The Song Poet: An Opera Made In Minnesota

Photos by Cory Weaver
Photos by Cory Weaver

This March, the Minnesota Opera, in collaboration with Theater Mu, brought the world premiere of The Song Poet to its newly opened Luminary Arts Center in the North Loop of Minneapolis. Reception has been incredibly positive, and it is easy to see why. The almost entirely Asian cast defies the operatic norm, the libretto and music are both written by women (Kao Kalia Yang and Jocelyn Hagen respectively), the music is unique for the genre, the staging includes stunning interpretive dance vignettes, and the writing never lets the heavy nature of the content get in the way of the beauty and whimsy of the storytelling. In short: it’s a breath of fresh air.

The Song Poet follows the journey of librettist Kao Kalia Yang’s father, Bee (Museop Kim), from his boyhood through the joys and difficulties that bring him to an exhausted adulthood. As the title suggests, Bee considers himself a “song poet” and everywhere that he goes: from the beautiful green hills of war-torn Laos to a Thai refugee camp to a new life in Minnesota and back to Laos, a literal chorus follows him. Sometimes this chorus is dressed as mountains or clouds and sometimes they are machines, but always they give voice to the song Bee finds in his every surrounding.

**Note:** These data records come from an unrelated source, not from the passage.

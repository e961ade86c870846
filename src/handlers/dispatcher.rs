//! teloxide dispatcher wiring: messages, membership service messages, admin
//! commands, and captcha button callbacks.

use crate::admin_handlers::{handle_admin_command, AdminCommand};
use crate::captcha::VerifyOutcome;
use crate::handlers::{handle_member, handle_message, AppContext};
use chrono::Utc;
use std::sync::Arc;
use teloxide::dispatching::{Dispatcher, UpdateFilterExt};
use teloxide::dptree;
use teloxide::payloads::AnswerCallbackQuerySetters;
use teloxide::prelude::{CallbackQuery, Message, Requester, ResponseResult, Update};
use teloxide::utils::command::BotCommands;
use teloxide::Bot;

/// Dispatch one incoming message. Processing failures are logged and never
/// block subsequent updates.
pub async fn message_handler(bot: Bot, msg: Message, ctx: Arc<AppContext>) -> ResponseResult<()> {
    if let Some(users) = msg.new_chat_members() {
        for user in users {
            if let Err(err) =
                handle_member::handle_new_member(ctx.clone(), bot.clone(), msg.chat.id, user).await
            {
                log::error!("new-member handling failed for {}: {}", user.id, err);
            }
        }
        return Ok(());
    }

    if let Some(user) = msg.left_chat_member() {
        if let Err(err) = handle_member::handle_member_left(ctx.clone(), msg.chat.id, user).await {
            log::error!("left-member handling failed for {}: {}", user.id, err);
        }
        return Ok(());
    }

    if let Some(text) = msg.text() {
        if let Ok(cmd) = AdminCommand::parse(text, "WatchdogBot") {
            if let Err(err) = handle_admin_command(bot, ctx, msg.clone(), cmd).await {
                log::error!("admin command failed: {}", err);
            }
            return Ok(());
        }
        if let Err(err) = handle_message::handle_message(ctx, msg).await {
            log::error!("message processing failed: {}", err);
        }
    }
    Ok(())
}

/// Button captcha answers arrive as callback queries with `captcha:<token>`
/// payloads.
pub async fn callback_handler(
    bot: Bot,
    query: CallbackQuery,
    ctx: Arc<AppContext>,
) -> ResponseResult<()> {
    let data = match &query.data {
        Some(data) if data.starts_with("captcha:") => data.clone(),
        _ => return Ok(()),
    };
    let answer = data.trim_start_matches("captcha:");
    let chat_id = match &query.message {
        Some(message) => message.chat().id,
        None => return Ok(()),
    };
    let user_id = query.from.id;

    let outcome = ctx.captcha.verify(user_id, chat_id, answer, Utc::now()).await;
    match outcome {
        Ok(VerifyOutcome::Verified) => {
            if let Err(err) = ctx.sink.lift_restriction(chat_id, user_id).await {
                log::error!("lifting restriction for {} failed: {}", user_id, err);
            }
            bot.answer_callback_query(query.id)
                .text("Verification successful!")
                .await?;
        }
        Ok(VerifyOutcome::Retry { remaining }) => {
            bot.answer_callback_query(query.id)
                .text(format!("Incorrect, {} attempts remaining", remaining))
                .await?;
        }
        Ok(VerifyOutcome::Failed) => {
            if let Err(err) = ctx
                .sink
                .remove_user(chat_id, user_id, "failed verification")
                .await
            {
                log::error!("removing {} after failed captcha: {}", user_id, err);
            }
            bot.answer_callback_query(query.id)
                .text("Verification failed")
                .await?;
        }
        Ok(VerifyOutcome::Expired) | Ok(VerifyOutcome::NoChallenge) => {
            bot.answer_callback_query(query.id).await?;
        }
        Err(err) => {
            log::error!("captcha verification errored for {}: {}", user_id, err);
        }
    }
    Ok(())
}

/// Combines message and callback handlers into one dispatcher.
pub async fn run_dispatcher(bot: Bot, ctx: Arc<AppContext>) {
    let handler = dptree::entry()
        .branch(Update::filter_message().endpoint(message_handler))
        .branch(Update::filter_callback_query().endpoint(callback_handler));

    Dispatcher::builder(bot, handler)
        .dependencies(dptree::deps![ctx])
        .build()
        .dispatch()
        .await;
}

The Luminary Arts Center is a small venue, and, in many ways, it is the perfect venue for this kind of show. The stone and brick of the exposed wall behind the stage accentuates the green cut outs of Laotian mountains, which look like they were pulled directly from the pages of a children’s book. Set design (Mina Kinukawa) is minimal and effective. The Minnesota home the Yang family moves into is barely the suggestion of a house: a neat square of beams topped with a triangle, the suggestion of a door and a window carved out by three more beams inside the overall square. Only once the girls are grown up do the sets begin to fill out with colorful iMac G3s and fully set banquet tables.

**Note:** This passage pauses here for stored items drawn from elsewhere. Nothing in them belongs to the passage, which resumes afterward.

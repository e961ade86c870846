//! Per-event decision orchestration.
//!
//! The engine resolves the sender's role first: banned users are removed
//! outright and privileged roles bypass filtering entirely. Everyone else is
//! run through the spam scorer and the flood detector concurrently, and the
//! two verdicts merge into exactly one action.

use crate::error::Result;
use crate::flood_detector::FloodDetector;
use crate::roles::{Role, RoleResolver};
use crate::spam_scorer::{MessageContext, SpamScorer, Tier};
use chrono::{DateTime, Utc};
use serde::{Deserialize, Serialize};
use std::sync::Arc;
use teloxide::types::{ChatId, MessageId, UserId};

/// Inbound message or membership event, delivered at least once.
#[derive(Debug, Clone)]
pub struct Event {
    pub event_id: String,
    pub chat_id: ChatId,
    pub user_id: UserId,
    pub timestamp: DateTime<Utc>,
    pub text: Option<String>,
    pub username: Option<String>,
    pub language_hint: Option<String>,
    pub message_id: Option<MessageId>,
    pub membership: Option<MembershipChange>,
}

#[derive(Debug, Clone, Copy, PartialEq, Eq)]
pub enum MembershipChange {
    Joined,
    Left,
}

/// Moderation actions, ordered by severity. The merge rule relies on this
/// ordering being total.
#[derive(Debug, Clone, Copy, PartialEq, Eq, PartialOrd, Ord, Serialize, Deserialize)]
pub enum ActionKind {
    Allow,
    Warn,
    Delete,
    RestrictTemporary,
    Mute,
    Remove,
    Ban,
}

/// One moderation decision, forwarded to the enforcement sink.
#[derive(Debug, Clone, PartialEq)]
pub struct Action {
    pub kind: ActionKind,
    pub target: UserId,
    pub chat: ChatId,
    pub message_id: Option<MessageId>,
    pub reason: String,
}

/// Map a spam tier to its enforcement action.
fn tier_action(tier: Tier) -> ActionKind {
    match tier {
        Tier::None => ActionKind::Allow,
        Tier::Warn => ActionKind::Warn,
        Tier::Delete => ActionKind::Delete,
        Tier::Mute => ActionKind::Mute,
        Tier::Ban => ActionKind::Ban,
    }
}

pub struct DecisionEngine {
    resolver: Arc<RoleResolver>,
    scorer: Arc<SpamScorer>,
    flood: Arc<FloodDetector>,
}

impl DecisionEngine {
    pub fn new(
        resolver: Arc<RoleResolver>,
        scorer: Arc<SpamScorer>,
        flood: Arc<FloodDetector>,
    ) -> Self {
        DecisionEngine {
            resolver,
            scorer,
            flood,
        }
    }

    /// Decide the single action for one inbound event.
    pub async fn decide(&self, event: &Event) -> Result<Action> {
        let role = self
            .resolver
            .resolve(event.user_id, event.chat_id)
            .await?;

        match role {
            Role::Banned => {
                return Ok(self.action(event, ActionKind::Remove, "globally banned".to_string()))
            }
            role if role.is_privileged() => {
                return Ok(self.action(event, ActionKind::Allow, String::new()))
            }
            Role::Muted => {
                return Ok(self.action(
                    event,
                    ActionKind::Delete,
                    "message from muted member".to_string(),
                ))
            }
            _ => {}
        }

        let text = match &event.text {
            Some(text) if !text.is_empty() => text.clone(),
            _ => return Ok(self.action(event, ActionKind::Allow, String::new())),
        };

        let msg = MessageContext {
            user_id: event.user_id,
            chat_id: event.chat_id,
            text,
            username: event.username.clone(),
            timestamp: event.timestamp,
            language_hint: event.language_hint.clone(),
        };

        // Independent state; run both and join before merging.
        let (score, flooded) = tokio::join!(self.scorer.score(&msg), async {
            self.flood
                .record_and_check(event.user_id, event.chat_id, event.timestamp)
        });

        let spam_action = tier_action(score.tier);
        let flood_action = if flooded {
            ActionKind::RestrictTemporary
        } else {
            ActionKind::Allow
        };
        let kind = spam_action.max(flood_action);

        let mut reasons = Vec::new();
        if score.tier > Tier::None {
            reasons.push(format!(
                "spam ({:.1}): {}",
                score.raw_score,
                score
                    .categories
                    .iter()
                    .cloned()
                    .collect::<Vec<_>>()
                    .join(", ")
            ));
        }
        if flooded {
            reasons.push("flood: message rate exceeded".to_string());
        }

        Ok(self.action(event, kind, reasons.join("; ")))
    }

    fn action(&self, event: &Event, kind: ActionKind, reason: String) -> Action {
        Action {
            kind,
            target: event.user_id,
            chat: event.chat_id,
            message_id: event.message_id,
            reason,
        }
    }
}

#[cfg(test)]
mod tests {
    use super::*;

    #[test]
    fn action_kind_ordering_is_total() {
        let ordered = [
            ActionKind::Allow,
            ActionKind::Warn,
            ActionKind::Delete,
            ActionKind::RestrictTemporary,
            ActionKind::Mute,
            ActionKind::Remove,
            ActionKind::Ban,
        ];
        for window in ordered.windows(2) {
            assert!(window[0] < window[1]);
        }
    }

    #[test]
    fn tier_maps_to_matching_action() {
        assert_eq!(tier_action(Tier::None), ActionKind::Allow);
        assert_eq!(tier_action(Tier::Warn), ActionKind::Warn);
        assert_eq!(tier_action(Tier::Delete), ActionKind::Delete);
        assert_eq!(tier_action(Tier::Mute), ActionKind::Mute);
        assert_eq!(tier_action(Tier::Ban), ActionKind::Ban);
    }

    #[test]
    fn merge_prefers_the_stronger_verdict() {
        // Flood alone restricts; a mute-tier spam verdict outranks it.
        assert_eq!(
            ActionKind::Mute.max(ActionKind::RestrictTemporary),
            ActionKind::Mute
        );
        assert_eq!(
            ActionKind::Delete.max(ActionKind::RestrictTemporary),
            ActionKind::RestrictTemporary
        );
        assert_eq!(
            ActionKind::Allow.max(ActionKind::RestrictTemporary),
            ActionKind::RestrictTemporary
        );
    }
}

This is an emotionally fraught story. Bee’s father dies when he is two, his friend dies when Bee is still just a boy, and Bee has to navigate difficulties familiar to many refugees: realizing it is unsafe to stay in his beloved home country, trying to make a life in a refugee camp, and eventually navigating a new home country where he and his family are consistently treated poorly by almost everyone: the welfare man, a woman in a grocery store, an employer– I am sure the list could have gone on. 

And yet amid all of this, The Song Poet relishes in moments of humor and whimsy. The audience I was a part of especially liked the Minnesota-specific jokes in the second act. Chue’s (Corissa Bussian) dream about getting a washing machine is proof that even practical dreams deserve arias expressed in sparkling vibrato. The simultaneously heart-rending and ridiculous conversation between Bee and the dogs he befriended in the refugee camp is hilarious and silly and left more than one audience member wiping their eyes when Bee finally leaves the two dogs behind.

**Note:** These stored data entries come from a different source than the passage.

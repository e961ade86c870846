//! Membership events: challenge new members, enforce global bans on join,
//! and drop pending state for members who leave.

use crate::captcha::CaptchaKind;
use crate::error::Result;
use crate::handlers::AppContext;
use chrono::Utc;
use std::sync::Arc;
use teloxide::prelude::*;
use teloxide::types::{ChatId, InlineKeyboardButton, InlineKeyboardMarkup, User};

/// A freshly joined member: check the global ban list first, then restrict
/// and challenge.
pub async fn handle_new_member(
    ctx: Arc<AppContext>,
    bot: Bot,
    chat_id: ChatId,
    user: &User,
) -> Result<()> {
    if user.is_bot {
        return Ok(());
    }

    if ctx.store.get_gban(user.id).await?.is_some() {
        log::info!(
            "globally banned user {} joined chat {}, removing",
            user.id,
            chat_id
        );
        ctx.sink
            .remove_user(chat_id, user.id, "globally banned")
            .await?;
        return Ok(());
    }

    ctx.sink.restrict_user(chat_id, user.id, None).await?;
    let challenge = ctx.captcha.challenge(user.id, chat_id, Utc::now()).await?;

    let greeting = format!(
        "Welcome! Verification is required before you can post.\n{}",
        challenge.prompt
    );
    if challenge.kind == CaptchaKind::Button {
        let keyboard = InlineKeyboardMarkup::new(vec![vec![InlineKeyboardButton::callback(
            "I'm human",
            format!("captcha:{}", challenge.expected),
        )]]);
        bot.send_message(chat_id, greeting)
            .reply_markup(keyboard)
            .await
            .map_err(|e| crate::error::WatchdogError::TransientEnforcement(e.to_string()))?;
    } else {
        ctx.sink.notify(chat_id, &greeting).await?;
    }
    Ok(())
}

/// A member left; their pending challenge is dropped so a rejoin starts
/// fresh.
pub async fn handle_member_left(ctx: Arc<AppContext>, chat_id: ChatId, user: &User) -> Result<()> {
    ctx.captcha.cancel(user.id, chat_id).await
}
use teloxide::utils::command::BotCommands;

#[derive(BotCommands, Clone)]
#[command(rename_rule = "lowercase", description = "Moderation commands:")]
pub enum AdminCommand {
    #[command(description = "show help.")]
    Help,
    #[command(description = "globally ban a user: /gban <user_id> <reason>")]
    Gban { args: String },
    #[command(description = "lift a global ban: /ungban <user_id>")]
    Ungban { user: String },
    #[command(description = "assign a chat role: /role <user_id> <admin|trusted|muted|clear>")]
    Role { args: String },
    #[command(description = "reload the content rule file.")]
    ReloadRules,
    #[command(description = "show global ban statistics.")]
    GbanStats,
    #[command(description = "subscribe this chat to global ban enforcement.")]
    GbanSubscribe,
    #[command(description = "stop administering this chat and drop its state.")]
    ForgetChat,
}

The Song Poet is also unique in that it incorporates a significant amount of interpretive dance. One of the most impactful moments was a river crossing in which dancers struggle to make their way through two pieces of flowing fabric, juggling possessions and watching helplessly as their loved ones attempt their own crossings. Similarly, the brutality and monotony of factory work is told through a mechanized, percussive dance in the second act and Cheng Xiong and Elliana Vesely briefly embody Bee and Chue in a dance duet that summarized the love story that is central to The Song Poet.  

I am so happy to see Minnesota Opera exploring stories like this one. This is a beautiful, innovative piece of opera that is a great representation of Minnesota theater at its best. Minnesota Opera collaborated with several local bookstores to bring copies of Kao Kalia Yang’s books to theater-goers and there were lotus seed cookies for sale at intermission. It was a thoughtful production with a diverse, representative cast and crew. I look forward to more of the same and similar in coming seasons.